# Lesson 1 Week 2
#### by Sheng BI

In [3]:
unsorted = []
with open("_bcb5c6658381416d19b01bfc1d3993b5_IntegerArray.txt") as file:
    for line in file:
        unsorted.append(int(line.replace('\n', '')))
# len(unsorted)

# Reference:  https://www.cp.eng.chula.ac.th/~piak/teaching/algo/algo2008/count-inv.htm
inversions_count = 0

def merge_sort_and_count(left,right):
    global inversions_count
    arr_sorted = []
    i=0
    j=0
    while i < len(left) and j < len(right):
        if left[i] < right[j]:
            arr_sorted.append(left[i])
            i = i + 1
        else:
            arr_sorted.append(right[j])
            j = j + 1
            inversions_count = inversions_count + len(left) - i
    arr_sorted = arr_sorted + left[i:]
    arr_sorted = arr_sorted + right[j:]
    # print(arr_sorted)
    return arr_sorted, inversions_count

def divide_and_merge_leaves(input):
    if len(input) < 2:
        return input, 1 
    m = len(input) // 2 # Python 3.
    A_sorted, A_count = divide_and_merge_leaves(input[:m])
    B_sorted, B_count = divide_and_merge_leaves(input[m:])
    
    L_sorted, r_count  = merge_sort_and_count(A_sorted,B_sorted)
    
    return L_sorted, r_count

print("Inversions count: {}".format(divide_and_merge_leaves(unsorted)[1]))

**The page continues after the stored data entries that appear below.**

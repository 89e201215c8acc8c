pub mod cli;
pub mod dataset;
pub mod driver;
pub mod estimator;
pub mod imaging;
pub mod logging;
pub mod model;
pub mod nn_f32;
pub mod noise;
#[cfg(feature = "torch")]
pub mod torch_model;

use serde::{Deserialize, Serialize};

pub use dataset::LabeledDataset;
pub use estimator::{NoiseEstimator, Prediction};
pub use model::{Classifier, LoadOutcome, ModelTrainer};
pub use noise::NoiseLevel;

#[derive(Debug, Clone, Copy, PartialEq, Eq, Serialize, Deserialize)]
pub enum Activation {
    Sigmoid,
    ReLU,
    Tanh,
    Identity,
}

impl Activation {
    pub fn get_fun32(&self) -> fn(&mut f32) {
        match self {
            Activation::Sigmoid => |val: &mut f32| *val = sigmoid(*val),
            Activation::ReLU => |val: &mut f32| *val = val.max(0.),
            Activation::Tanh => |val: &mut f32| *val = val.tanh(),
            Activation::Identity => |_: &mut f32| {},
        }
    }

    /// Derivative, evaluated at the pre-activation value.
    pub fn get_dir32(&self) -> fn(&mut f32) {
        match self {
            Activation::Sigmoid => |val: &mut f32| *val = sigmoid(*val) * (1. - sigmoid(*val)),
            Activation::ReLU => |val: &mut f32| *val = if *val >= 0. { 1. } else { 0. },
            Activation::Tanh => |val: &mut f32| *val = 1. - val.tanh().powi(2),
            Activation::Identity => |val: &mut f32| *val = 1.,
        }
    }
}

/// The sigmoid function.
pub fn sigmoid(z: f32) -> f32 {
    1. / (1. + (-z).exp())
}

Inversions count: 2407905288


### Video 1 ~ Video 2

#### Divide and conquer reminder
- DIVIDE into smaller subproblems
- CONQUER via recursive calls
- COMBINE solutions of subproblems into one for the original problem.

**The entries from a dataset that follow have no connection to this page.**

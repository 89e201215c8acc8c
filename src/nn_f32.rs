use indicatif::ProgressIterator;
use log::info;
use nalgebra::{DMatrix, DVector};
use rand::{seq::SliceRandom, Rng};
use rand_distr::Distribution;
use rayon::prelude::*;
use serde::{Deserialize, Serialize};
use std::{fs, io, iter::zip, path::Path, time::Instant};

use crate::Activation;

pub type Sample = (DVector<f32>, DVector<f32>);

#[derive(Debug, Clone, PartialEq, Serialize, Deserialize)]
pub struct Network {
    num_layers: usize,
    sizes: Vec<usize>,
    biases: Vec<DVector<f32>>,
    weights: Vec<DMatrix<f32>>,
    #[serde(skip)]
    weight_grad: Vec<DMatrix<f32>>,
    #[serde(skip)]
    bias_grad: Vec<DVector<f32>>,
    activation: Activation,
    output_activation: Activation,
}

impl Network {
    /// The list ``sizes`` contains the number of neurons in the
    /// respective layers of the network.  For example, if the list
    /// was [2, 3, 1] then it would be a three-layer network, with the
    /// first layer containing 2 neurons, the second layer 3 neurons,
    /// and the third layer 1 neuron.  Biases and weights are drawn from
    /// ``distr``. The first layer is the input layer and has no biases.
    pub fn new<D, R>(
        sizes: &[usize],
        activation: Activation,
        output_activation: Activation,
        distr: D,
        rng: &mut R,
    ) -> Self
    where
        D: Distribution<f32> + Copy,
        R: Rng + ?Sized,
    {
        let biases = sizes
            .iter()
            .skip(1)
            .map(|y| DVector::from_fn(*y, |_, _| distr.sample(rng)))
            .collect();

        // scale by fan-in so wide patch inputs don't saturate the first layer
        let weights = zip(sizes, sizes.iter().skip(1))
            .map(|(x, y)| {
                let scale = 1. / (*x as f32).sqrt();
                DMatrix::from_fn(*y, *x, |_, _| distr.sample(rng) * scale)
            })
            .collect();

        Self {
            num_layers: sizes.len(),
            sizes: sizes.to_vec(),
            biases,
            weights,
            bias_grad: Vec::new(),
            weight_grad: Vec::new(),
            activation,
            output_activation,
        }
    }

    pub fn sizes(&self) -> &[usize] {
        &self.sizes
    }

    pub fn inputs(&self) -> usize {
        self.sizes.first().copied().unwrap_or(0)
    }

    pub fn outputs(&self) -> usize {
        self.sizes.last().copied().unwrap_or(0)
    }

    /// Return the output of the network if ``a`` is input.
    pub fn feedforward(&self, mut a: DVector<f32>) -> DVector<f32> {
        let last = self.biases.len().saturating_sub(1);
        for (i, (b, w)) in zip(self.biases.as_slice(), self.weights.as_slice()).enumerate() {
            a = w * a;
            a += b;

            if i == last {
                a.apply(self.output_activation.get_fun32());
            } else {
                a.apply(self.activation.get_fun32());
            }
        }

        a
    }

    /// Train the neural network using mini-batch stochastic
    /// gradient descent.  The ``training_data`` is a list of tuples
    /// ``(x, y)`` representing the training inputs and the desired
    /// outputs.  If ``test_data`` is provided then the network will be
    /// evaluated against it after each epoch and the progress logged.
    pub fn sgd<R: Rng + ?Sized>(
        &mut self,
        mut training_data: Vec<Sample>,
        epochs: usize,
        mini_batch_size: usize,
        eta: f32,
        test_data: Option<&[Sample]>,
        rng: &mut R,
    ) {
        let style = indicatif::ProgressStyle::with_template(
            "[{elapsed:.green}] [{wide_bar:.cyan/red}] {pos:.red}/{len:.green} ({eta})",
        )
        .unwrap_or_else(|_| indicatif::ProgressStyle::default_bar())
        .progress_chars("=> ");

        let n = training_data.len();
        let mini_batch_size = mini_batch_size.max(1);

        info!(
            "Starting training: epochs: {}, mini_batch: {}, examples: {}",
            epochs, mini_batch_size, n
        );

        self.zero_gradients();

        for j in 0..epochs {
            training_data.shuffle(rng);
            let start = Instant::now();
            let mini_batches = training_data.chunks(mini_batch_size);

            for mini_batch in mini_batches.into_iter().progress_with_style(style.clone()) {
                self.update_mini_batch(mini_batch, eta);
            }

            match test_data {
                Some(test_data) if !test_data.is_empty() => {
                    let (correct, loss) = self.evaluate(test_data);
                    let len = test_data.len();

                    info!(
                        "epoch {:>3}: {} / {}: {:#.3}%  loss: {:#.10}  time: {:#?}",
                        j,
                        correct,
                        len,
                        ((correct as f32) / (len as f32)) * 100.0,
                        loss,
                        start.elapsed()
                    );
                }
                _ => info!("epoch {} complete in {:#?}", j, start.elapsed()),
            }
        }

        self.bias_grad.clear();
        self.weight_grad.clear();
    }

    fn zero_gradients(&mut self) {
        self.bias_grad = self
            .sizes
            .iter()
            .skip(1)
            .map(|y| DVector::zeros(*y))
            .collect();

        self.weight_grad = zip(&self.sizes, self.sizes.iter().skip(1))
            .map(|(x, y)| DMatrix::zeros(*y, *x))
            .collect();
    }

    /// Update the network's weights and biases by applying
    /// gradient descent using backpropagation to a single mini batch.
    /// The ``mini_batch`` is a list of tuples ``(x, y)``, and ``eta``
    /// is the learning rate. Outside of ``sgd`` the gradient buffers start
    /// from zero.
    pub fn update_mini_batch(&mut self, mini_batch: &[Sample], eta: f32) {
        if mini_batch.is_empty() {
            return;
        }
        if self.bias_grad.len() != self.biases.len() || self.weight_grad.len() != self.weights.len() {
            self.zero_gradients();
        }

        // a small remnant of the previous batch's gradient is kept as momentum
        self.bias_grad.iter_mut().for_each(|layer| *layer *= 0.1);
        self.weight_grad.iter_mut().for_each(|layer| *layer *= 0.1);

        mini_batch
            .iter()
            .for_each(|(x, y)| self.backprop(x.clone(), y));

        let lr_bs = eta / mini_batch.len() as f32;

        self.weights
            .iter_mut()
            .zip(self.weight_grad.iter())
            .for_each(|(w, nw)| {
                *w -= lr_bs * nw;
            });

        self.biases
            .iter_mut()
            .zip(self.bias_grad.iter())
            .for_each(|(b, nb)| {
                *b -= lr_bs * nb;
            });
    }

    /// Accumulate the gradient of the quadratic cost for one example into
    /// ``bias_grad`` and ``weight_grad``, which must already be allocated.
    fn backprop(&mut self, x: DVector<f32>, y: &DVector<f32>) {
        let Some(last) = self.biases.len().checked_sub(1) else {
            return;
        };
        let mut activations = vec![x]; // list to store all the activations, layer by layer
        let mut zs = Vec::with_capacity(self.biases.len()); // list to store all the z vectors, layer by layer

        for (i, (b, w)) in zip(self.biases.iter(), self.weights.iter()).enumerate() {
            let mut z = w * &activations[i] + b;
            zs.push(z.clone());

            if i == last {
                z.apply(self.output_activation.get_fun32());
            } else {
                z.apply(self.activation.get_fun32())
            }
            activations.push(z);
        }

        // backward pass
        let (Some(output), Some(z_out)) = (activations.pop(), zs.pop()) else {
            return;
        };

        let mut delta = Self::cost_derivative(&output, y)
            .component_mul(&z_out.apply_into(self.output_activation.get_dir32()));

        self.bias_grad[last] += &delta;
        if let Some(previous) = activations.pop() {
            self.weight_grad[last] += &delta * previous.transpose();
        }

        // l = 1 is the last layer, l = 2 the second-last and so on
        for l in 2..self.num_layers {
            let (Some(z), Some(previous)) = (zs.pop(), activations.pop()) else {
                break;
            };
            let sp = z.apply_into(self.activation.get_dir32());
            let layer = self.num_layers - 1 - l;

            delta = self.weights[layer + 1].tr_mul(&delta).component_mul(&sp);

            self.bias_grad[layer] += &delta;
            self.weight_grad[layer] += &delta * previous.transpose();
        }
    }

    /// Return the vector of partial derivatives \partial C_x /
    /// \partial a for the output activations.
    pub fn cost_derivative(output_activations: &DVector<f32>, y: &DVector<f32>) -> DVector<f32> {
        output_activations - y
    }

    /// Return the number of test inputs for which the neural
    /// network outputs the correct result, and the mean quadratic loss.
    /// The network's output is the index of whichever neuron in the
    /// final layer has the highest activation.
    pub fn evaluate(&self, test_data: &[Sample]) -> (usize, f32) {
        let len = test_data.len().max(1);
        let values: Vec<_> = test_data
            .par_iter()
            .map(|(x, y)| (self.feedforward(x.clone()), y))
            .collect();

        let loss = values
            .par_iter()
            .map(|(x, y)| (x - *y).map(|z| z.powi(2)).sum())
            .sum::<f32>()
            / (len as f32);

        let correct = values
            .par_iter()
            .filter(|(x, y)| argmax(x) == argmax(y))
            .count();

        (correct, loss)
    }

    pub fn save(&self, path: impl AsRef<Path>) -> io::Result<()> {
        let json = serde_json::to_string(self)?;
        fs::write(path, json)
    }

    pub fn load(path: impl AsRef<Path>) -> io::Result<Self> {
        let json = fs::read_to_string(path)?;
        let network: Self = serde_json::from_str(&json)?;

        let consistent = network.num_layers == network.sizes.len()
            && network.weights.len() + 1 == network.num_layers
            && network.biases.len() + 1 == network.num_layers
            && zip(&network.weights, network.sizes.windows(2))
                .all(|(w, pair)| w.ncols() == pair[0] && w.nrows() == pair[1]);

        if !consistent {
            return Err(io::Error::new(
                io::ErrorKind::InvalidData,
                "layer shapes do not match the recorded sizes",
            ));
        }

        Ok(network)
    }
}

pub fn argmax(v: &DVector<f32>) -> usize {
    v.iter()
        .enumerate()
        .max_by(|(_, a), (_, b)| a.total_cmp(b))
        .map(|(i, _)| i)
        .unwrap_or(0)
}

#[cfg(test)]
mod tests {
    use rand::{rngs::StdRng, SeedableRng};
    use rand_distr::StandardNormal;

    use super::*;

    fn one_hot(label: usize, outputs: usize) -> DVector<f32> {
        let mut v = DVector::zeros(outputs);
        v[label] = 1.;
        v
    }

    // two clusters, one bright and one dark
    fn clusters(rng: &mut StdRng) -> Vec<Sample> {
        (0..200)
            .map(|i| {
                let label = i % 2;
                let base: f32 = if label == 0 { 0.1 } else { 0.9 };
                let x = DVector::from_fn(4, |_, _| base + rng.random_range(-0.05..0.05));
                (x, one_hot(label, 2))
            })
            .collect()
    }

    #[test]
    fn feedforward_shape() {
        let mut rng = StdRng::seed_from_u64(0);
        let net = Network::new(&[6, 5, 3], Activation::Sigmoid, Activation::Sigmoid, StandardNormal, &mut rng);

        let out = net.feedforward(DVector::from_element(6, 0.5));
        assert_eq!(out.len(), 3);
        assert!(out.iter().all(|v| (0.0..=1.0).contains(v)));
        assert_eq!((net.inputs(), net.outputs()), (6, 3));
    }

    #[test]
    fn learns_separable_clusters() {
        let mut rng = StdRng::seed_from_u64(21);
        let data = clusters(&mut rng);
        let mut net = Network::new(&[4, 8, 2], Activation::Sigmoid, Activation::Sigmoid, StandardNormal, &mut rng);

        net.sgd(data.clone(), 30, 10, 3.0, None, &mut rng);
        let (correct, _) = net.evaluate(&data);

        assert!(correct >= 190, "{correct} / {}", data.len());
    }

    #[test]
    fn training_reduces_loss() {
        let mut rng = StdRng::seed_from_u64(5);
        let data = clusters(&mut rng);
        let mut net = Network::new(&[4, 6, 6, 2], Activation::Sigmoid, Activation::Sigmoid, StandardNormal, &mut rng);

        let (_, before) = net.evaluate(&data);
        net.sgd(data.clone(), 10, 10, 2.0, Some(data.as_slice()), &mut rng);
        let (_, after) = net.evaluate(&data);

        assert!(after < before, "before {before}, after {after}");
    }

    #[test]
    fn save_and_load() {
        let dir = tempfile::tempdir().unwrap();
        let path = dir.path().join("net.json");
        let mut rng = StdRng::seed_from_u64(8);
        let net = Network::new(&[3, 4, 2], Activation::ReLU, Activation::Sigmoid, StandardNormal, &mut rng);

        net.save(&path).unwrap();
        let loaded = Network::load(&path).unwrap();

        let input = DVector::from_vec(vec![0.2, 0.4, 0.6]);
        assert_eq!(net.feedforward(input.clone()), loaded.feedforward(input));
    }

    #[test]
    fn load_rejects_garbage() {
        let dir = tempfile::tempdir().unwrap();
        let path = dir.path().join("net.json");
        fs::write(&path, "{\"sizes\": 3}").unwrap();

        assert!(Network::load(&path).is_err());
    }

    #[test]
    fn single_batch_update_on_fresh_network() {
        let mut rng = StdRng::seed_from_u64(13);
        let mut net = Network::new(&[2, 3, 2], Activation::Sigmoid, Activation::Sigmoid, StandardNormal, &mut rng);
        let before = net.clone();
        let batch = vec![
            (DVector::from_vec(vec![0.1, 0.9]), one_hot(0, 2)),
            (DVector::from_vec(vec![0.8, 0.2]), one_hot(1, 2)),
        ];

        net.update_mini_batch(&batch, 0.5);
        assert_ne!(net.weights, before.weights);
        assert_ne!(net.biases, before.biases);

        // still usable after a full training run released the buffers
        net.sgd(batch.clone(), 1, 2, 0.5, None, &mut rng);
        net.update_mini_batch(&batch, 0.5);
        net.update_mini_batch(&[], 0.5);
    }

    #[test]
    fn argmax_picks_largest() {
        assert_eq!(argmax(&DVector::from_vec(vec![0.1, 0.7, 0.2])), 1);
    }
}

#### Problem: Count inversions
- Number of inversions = number of pairs $(i,j)$ of array indices with $i<j$ and $A[i]>A[j]$.
- Other understandings:
    - write the sorted and unsorted in two rows and count the crosses.
    - numerical similarity between two lists (preferences).
- largest-possible number of inversions is $C_{n}^{2}$
- Brute-force takes $O(n^{2})$ times.
- Three types of inversions
    - Left inversion $i,j \leq \frac{n}{2}$
    - right inversion $i,j > \frac{n}{2}$
    - split if $i\leq \frac{n}{2} < j$
- Concepts:
```
Count(arr, length n)
    if n == 1: return 0
    else
        x = Count(1st half of arr, n/2)
        y = Count(2nd half of arr, n/2)
        z = CountSplitInv(arr, n)
    return x + y + z
Goal: implement CountSplitInv in linear O(n)
```
- Concepts version 2:
```
SortAndCount(arr, length n)
    if n == 1: return 0
    else
        B, x = SortAndCount(1st half of arr, n/2)
        C, y = SortAndCount(2nd half of arr, n/2)
        D, z = MergeAndCountSplitInv(arr, n)
    return x + y + z
Goal: implement MergeAndCountSplitInv in linear O(n)
B,C,D are sorted subarrays
```
- Pseudocode
```
D = output[length = n]
B = 1st half of arr
C = 2nd half of arr
i = 1
j = 1
for k = 1 to n
    if B[i] < C[j]
        D[k] = B[i]
        i++
    else B[i] > C[j]
        D[k] = C[j]
        j++
end
```
- When merging, whenever we copy an element from the second array to the output, we discover inversions.
- **Claim**: the split inversions involving an element $C[j]$ of the 2nd array are precisely the numbers left in the 1st array $B$, when $C[j]$ is copied to the output array $D$
- merging takes $O(n)$ time
- Sort and Count takes $O(nlog(n))$ times

### Strassen Video 3 

- original matrice multiplication takes $O(n^{3})$
- according to Divide and Conquer, it seems that we should decompose the originam matrice into smaller ones, each of size $(\frac{n}{2}, \frac{n}{2})$
- But simple decomposition still yields $O(n^{3})$ of running time.
- Strassen
    - recursiviely compute only 7 products.
    - do the necessary addition and subtractions.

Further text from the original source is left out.